**Task to carry out:** Please find the lines in the following records that hold "Database", and copy them.

**The data:**
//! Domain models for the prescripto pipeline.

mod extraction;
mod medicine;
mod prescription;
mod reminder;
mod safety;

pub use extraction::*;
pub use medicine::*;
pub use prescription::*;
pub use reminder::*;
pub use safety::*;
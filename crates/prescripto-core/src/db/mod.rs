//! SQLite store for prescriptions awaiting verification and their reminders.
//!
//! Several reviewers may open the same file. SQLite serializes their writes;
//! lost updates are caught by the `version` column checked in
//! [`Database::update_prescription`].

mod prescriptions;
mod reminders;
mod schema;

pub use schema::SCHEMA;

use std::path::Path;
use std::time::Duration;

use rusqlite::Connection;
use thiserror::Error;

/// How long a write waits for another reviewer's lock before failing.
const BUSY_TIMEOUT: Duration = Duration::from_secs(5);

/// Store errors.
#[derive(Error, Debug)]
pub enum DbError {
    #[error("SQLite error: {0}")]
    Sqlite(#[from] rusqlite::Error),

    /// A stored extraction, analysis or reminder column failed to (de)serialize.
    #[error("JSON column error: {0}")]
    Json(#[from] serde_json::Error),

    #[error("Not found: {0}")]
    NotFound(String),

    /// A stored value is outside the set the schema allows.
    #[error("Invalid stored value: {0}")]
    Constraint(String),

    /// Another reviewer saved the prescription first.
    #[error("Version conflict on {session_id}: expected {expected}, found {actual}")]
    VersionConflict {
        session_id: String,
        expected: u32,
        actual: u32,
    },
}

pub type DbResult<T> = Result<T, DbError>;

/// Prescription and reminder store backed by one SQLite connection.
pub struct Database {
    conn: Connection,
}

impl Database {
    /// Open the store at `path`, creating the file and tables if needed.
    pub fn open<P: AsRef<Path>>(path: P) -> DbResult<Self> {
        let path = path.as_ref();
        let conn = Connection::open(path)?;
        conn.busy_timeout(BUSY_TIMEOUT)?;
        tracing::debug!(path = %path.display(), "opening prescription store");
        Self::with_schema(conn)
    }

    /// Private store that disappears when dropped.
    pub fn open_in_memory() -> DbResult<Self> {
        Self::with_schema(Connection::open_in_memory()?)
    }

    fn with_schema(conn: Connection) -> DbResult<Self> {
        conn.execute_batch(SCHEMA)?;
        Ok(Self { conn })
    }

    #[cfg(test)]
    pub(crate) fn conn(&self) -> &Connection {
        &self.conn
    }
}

**Answer to this task:**
//! [`Database::update_prescription`].
pub struct Database {
impl Database {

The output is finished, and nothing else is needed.